In nstrayer/phewasHelper: Helpers For Working With PheWas And PheCode Data

knitr::opts_chunk$set(
  collapse = TRUE,
  comment = "#>",
  fig.path = "man/figures/README-",
  out.width = "100%",
  fig.retina = TRUE
)

library(dplyr)
library(phewasHelper)

# Simulate some random data associated with phecodes
phewas_data <- sample_n(phecode_descriptions, 300) %>%
  left_join(mutate(category_colors(return_df = TRUE),
                   bias = rnorm(n(), sd = 3)),
            by = 'category') %>% 
  mutate(val = rnorm(n(), mean = bias),
         code = as.numeric(phecode)) %>% 
  select(code, val)

phewasHelper

The goal of phewasHelper is to provide a set of simple lightweight helper functions for working with Phecode and Phewas data.

Installation

And the development version from GitHub with:

# install.packages("devtools")
devtools::install_github("nstrayer/phewas_helper")

Usage

We will use a sample set of simulated PheWas data with phecodes to demonstrate the functions.

library(phewasHelper)

head(phewas_data)

Normalizing phecodes

Phecodes show up in about a million different formats. In our demo data the phecodes have been converted to a numeric value. This would be an issue if we tried to harmonize with data that stored the phecodes in a string. The function normalize_phecodes is designed to fix this problem. It takes any phecode array and coerces it to a standard zero-padded string.

phewas_data %>% 
  mutate(fixed_code = normalize_phecodes(code)) %>% 
  head()

# Update our original data with normalized phecodes
phewas_data <- phewas_data %>% 
  mutate(code = normalize_phecodes(code))

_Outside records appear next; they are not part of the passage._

impl PostForm {
    pub fn from_post(post: &Post, tag_ids: &[i64]) -> Self {
        Self {
            title: post.title.clone(),
            slug: post.slug.clone(),
            category: post.category_id.map(|id| id.to_string()).unwrap_or_default(),
            tags: tag_ids.iter().map(i64::to_string).collect(),
            content: post.content.clone(),
            excerpt: post.excerpt.clone(),
            status: post.status.clone(),
            featured_image: None,
        }
    }

    pub fn from_fields(mut fields: MultipartFields) -> Self {
        Self {
            title: fields.text("title").trim().to_string(),
            slug: fields.text("slug").trim().to_string(),
            category: fields.text("category").trim().to_string(),
            tags: fields
                .all("tags")
                .into_iter()
                .map(|t| t.trim().to_string())
                .filter(|t| !t.is_empty())
                .collect(),
            content: fields.text("content").trim().to_string(),
            excerpt: fields.text("excerpt").trim().to_string(),
            status: fields.text("status").trim().to_string(),
            featured_image: fields.take_file("featured_image"),
        }
    }

    pub fn has_tag(&self, id: i64) -> bool {
        let id = id.to_string();
        self.tags.iter().any(|t| *t == id)
    }

    /// Rules that need no database. Returns the parsed category and tag ids.
    fn check_fields(&self, errors: &mut FormErrors) -> (Option<i64>, Vec<i64>, PostStatus) {
        if self.title.is_empty() {
            errors.add("title", REQUIRED);
        } else {
            max_length(errors, "title", &self.title, TITLE_MAX_LEN);
        }

        if !self.slug.is_empty() {
            max_length(errors, "slug", &self.slug, SLUG_MAX_LEN);
            if !SLUG_REGEX.is_match(&self.slug) {
                errors.add(
                    "slug",
                    "Enter a valid “slug” consisting of letters, numbers, underscores or hyphens.",
                );
            }
        } else if !self.title.is_empty() && slugify(&self.title).is_empty() {
            errors.add("slug", "Enter a slug; none can be derived from this title.");
        }

        if self.content.is_empty() {
            errors.add("content", REQUIRED);
        }
        max_length(errors, "excerpt", &self.excerpt, EXCERPT_MAX_LEN);

        let status = match PostStatus::parse(&self.status) {
            Some(status) => status,
            None => {
                let message = if self.status.is_empty() {
                    REQUIRED.to_string()
                } else {
                    format!(
                        "Select a valid choice. {} is not one of the available choices.",
                        self.status
                    )
                };
                errors.add("status", message);
                PostStatus::Draft
            }
        };

        let category_id = if self.category.is_empty() {
            None
        } else {
            match self.category.parse::<i64>() {
                Ok(id) => Some(id),
                Err(_) => {
                    errors.add(
                        "category",
                        "Select a valid choice. That choice is not one of the available choices.",
                    );
                    None
                }
            }
        };

        let mut tag_ids = Vec::with_capacity(self.tags.len());
        for raw in &self.tags {
            match raw.parse::<i64>() {
                Ok(id) if !tag_ids.contains(&id) => tag_ids.push(id),
                Ok(_) => {}
                Err(_) => errors.add(
                    "tags",
                    format!("“{raw}” is not a valid value."),
                ),
            }
        }

        (category_id, tag_ids, status)
    }

    /// Full validation against the database. `editing` is the id of the post
    /// being edited, excluded from the slug uniqueness check.
    pub async fn clean(
        &self,
        pool: &PgPool,
        editing: Option<i64>,
    ) -> Result<Result<CleanedPost, FormErrors>, AppError> {
        let mut errors = FormErrors::default();
        let (category_id, tag_ids, status) = self.check_fields(&mut errors);

        if let Some(id) = category_id {
            if !taxonomy::category_exists(pool, id).await? {
                errors.add(
                    "category",
                    "Select a valid choice. That choice is not one of the available choices.",
                );
            }
        }

        let existing = taxonomy::existing_tag_ids(pool, &tag_ids).await?;
        for id in tag_ids.iter().filter(|id| !existing.contains(id)) {
            errors.add(
                "tags",
                format!("Select a valid choice. {id} is not one of the available choices."),
            );
        }

        let slug = if self.slug.is_empty() {
            let base = slugify(&self.title);
            if base.is_empty() {
                String::new()
            } else {
                free_slug(pool, &base, editing).await?
            }
        } else {
            if !errors.has("slug") && posts::slug_exists(pool, &self.slug, editing).await? {
                errors.add("slug", "Post with this Slug already exists.");
            }
            self.slug.clone()
        };

        let image = match &self.featured_image {
            Some(file) => match uploads::validate_image(file) {
                Ok(image) => Some(image),
                Err(message) => {
                    errors.add("featured_image", message);
                    None
                }
            },
            None => None,
        };

        if !errors.is_empty() {
            return Ok(Err(errors));
        }

        Ok(Ok(CleanedPost {
            draft: PostDraft {
                title: self.title.clone(),
                slug,
                category_id,
                tag_ids,
                content: self.content.clone(),
                excerpt: self.excerpt.clone(),
                featured_image: None,
                status,
            },
            image,
        }))
    }
}

/// `base`, or `base-2`, `base-3`, ... whichever is unused first.
async fn free_slug(pool: &PgPool, base: &str, editing: Option<i64>) -> Result<String, AppError> {
    if !posts::slug_exists(pool, base, editing).await? {
        return Ok(base.to_string());
    }
    let mut n = 2u32;
    loop {
        let suffix = format!("-{n}");
        let mut candidate = base.to_string();
        candidate.truncate(SLUG_MAX_LEN - suffix.len());
        candidate.push_str(&suffix);
        if !posts::slug_exists(pool, &candidate, editing).await? {
            return Ok(candidate);
        }
        n += 1;
    }
}

#[cfg(test)]
mod tests {
    use super::*;
    use axum::body::Bytes;

    fn signup(username: &str, email: &str, p1: &str, p2: &str) -> SignUpForm {
        SignUpForm {
            username: username.to_string(),
            email: email.to_string(),
            password1: p1.to_string(),
            password2: p2.to_string(),
        }
    }

    #[test]
    fn test_valid_signup() {
        let form = signup("jane.doe+blog", "jane@example.com", "s3cretpass", "s3cretpass");
        assert!(form.validate().is_empty());
    }

    #[test]
    fn test_signup_requires_all_fields() {
        let errors = SignUpForm::default().validate();
        for field in ["username", "email", "password1", "password2"] {
            assert_eq!(errors.field(field), [REQUIRED.to_string()], "{field}");
        }
    }

    #[test]
    fn test_signup_rejects_bad_username_and_email() {
        let errors = signup("jane doe!", "not-an-email", "s3cretpass", "s3cretpass").validate();
        assert!(errors.has("username"));
        assert_eq!(errors.field("email"), ["Enter a valid email address.".to_string()]);
    }

    #[test]
    fn test_signup_username_length() {
        let long = "a".repeat(151);
        let errors = signup(&long, "a@b.co", "s3cretpass", "s3cretpass").validate();
        assert!(errors.field("username")[0].contains("at most 150"));
    }

    #[test]
    fn test_signup_password_rules() {
        let errors = signup("jane", "a@b.co", "abc", "abd").validate();
        assert_eq!(errors.field("password2").len(), 1);
        assert!(errors.field("password2")[0].contains("didn’t match"));

        let errors = signup("jane", "a@b.co", "1234", "1234").validate();
        assert_eq!(errors.field("password2").len(), 2);

        let errors = signup("jane", "a@b.co", "12345678", "12345678").validate();
        assert_eq!(
            errors.field("password2"),
            ["This password is entirely numeric.".to_string()]
        );
    }

    #[test]
    fn test_login_requires_fields() {
        let errors = LoginForm::default().validate();
        assert!(errors.has("username"));
        assert!(errors.has("password"));
        assert!(errors.non_field().is_empty());
    }

    #[test]
    fn test_comment_must_not_be_blank() {
        let form = CommentForm {
            content: "   \n".to_string(),
        };
        assert!(form.validate().has("content"));
        let form = CommentForm {
            content: " Nice post ".to_string(),
        };
        assert!(form.validate().is_empty());
        assert_eq!(form.content(), "Nice post");
    }

    #[test]
    fn test_slugify() {
        assert_eq!(slugify("Hello, World!"), "hello-world");
        assert_eq!(slugify("  Rust  --  2024 tips_and_tricks "), "rust-2024-tips-and-tricks");
        assert_eq!(slugify("!!!"), "");
        assert_eq!(slugify(&"x".repeat(300)).len(), SLUG_MAX_LEN);
    }

    #[test]
    fn test_post_form_field_rules() {
        let form = PostForm {
            title: "x".repeat(251),
            slug: "not a slug".to_string(),
            category: "abc".to_string(),
            tags: vec!["1".to_string(), "one".to_string()],
            status: "archived".to_string(),
            ..PostForm::default()
        };
        let mut errors = FormErrors::default();
        let (category_id, tag_ids, _) = form.check_fields(&mut errors);
        assert!(errors.has("title"));
        assert!(errors.has("slug"));
        assert!(errors.has("category"));
        assert!(errors.has("tags"));
        assert!(errors.has("status"));
        assert_eq!(errors.field("content"), [REQUIRED.to_string()]);
        assert_eq!(category_id, None);
        assert_eq!(tag_ids, vec![1]);
    }

    #[test]
    fn test_post_form_blank_slug_needs_sluggable_title() {
        let form = PostForm {
            title: "???".to_string(),
            content: "body".to_string(),
            ..PostForm::default()
        };
        let mut errors = FormErrors::default();
        form.check_fields(&mut errors);
        assert!(errors.has("slug"));
    }

    #[test]
    fn test_post_form_reads_multipart_fields() {
        let mut fields = MultipartFields::default();
        fields.insert_text("title", "  My Post ");
        fields.insert_text("tags", "3");
        fields.insert_text("tags", "5");
        fields.insert_text("status", "published");
        fields.insert_file(
            "featured_image",
            UploadedFile {
                file_name: "a.png".to_string(),
                bytes: Bytes::from_static(b"\x89PNG"),
            },
        );

        let form = PostForm::from_fields(fields);
        assert_eq!(form.title, "My Post");
        assert!(form.has_tag(3) && form.has_tag(5) && !form.has_tag(4));
        assert_eq!(form.status, "published");
        assert!(form.featured_image.is_some());
    }

    #[test]
    fn test_profile_form_rules() {
        let form = ProfileForm {
            location: "l".repeat(101),
            website: "ftp://example.com".to_string(),
            ..ProfileForm::default()
        };
        let errors = form.clean().unwrap_err();
        assert!(errors.has("location"));
        assert_eq!(errors.field("website"), ["Enter a valid URL.".to_string()]);

        let form = ProfileForm {
            bio: "Writer".to_string(),
            website: "https://example.com/me".to_string(),
            ..ProfileForm::default()
        };
        assert!(matches!(form.clean(), Ok(None)));
    }

    #[test]
    fn test_website_hosts() {
        for ok in [
            "http://localhost:8000",
            "http://localhost/blog/",
            "https://127.0.0.1:8080/x",
            "http://[::1]:3000/",
            "https://sub.example.co.uk/path?q=1#top",
            "HTTPS://EXAMPLE.COM",
        ] {
            assert!(URL_REGEX.is_match(ok), "{ok}");
        }
        for bad in [
            "http://",
            "http://example",
            "https://exa mple.com",
            "javascript:alert(1)",
            "//example.com",
        ] {
            assert!(!URL_REGEX.is_match(bad), "{bad}");
        }
    }

    #[test]
    fn test_profile_form_rejects_bad_picture() {
        let form = ProfileForm {
            profile_picture: Some(UploadedFile {
                file_name: "me.png".to_string(),
                bytes: Bytes::from_static(b"not an image"),
            }),
            ..ProfileForm::default()
        };
        assert!(form.clean().unwrap_err().has("profile_picture"));
    }
}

Getting phecode information

Another issue that is commonly encountered in PheWas results is wanting to know what exactly a code is. The functions get_phecode_info() and join_phecode_info() help with that.

get_phecode_info() is the simpler of the two. It takes as input an array of phecodes and returns an array of the desired information, either description or category. This is useful for adding individual columns to a dataframe.

phewas_data %>% 
  mutate(descript = get_phecode_info(code, 'description'),
         category = get_phecode_info(code, 'category')) %>% 
  head()

For more a more complete labeling of phecode information the function join_phecode_info() modifies a passsed dataframe by appending a desired subset of description, category, category number, and phecode index columns.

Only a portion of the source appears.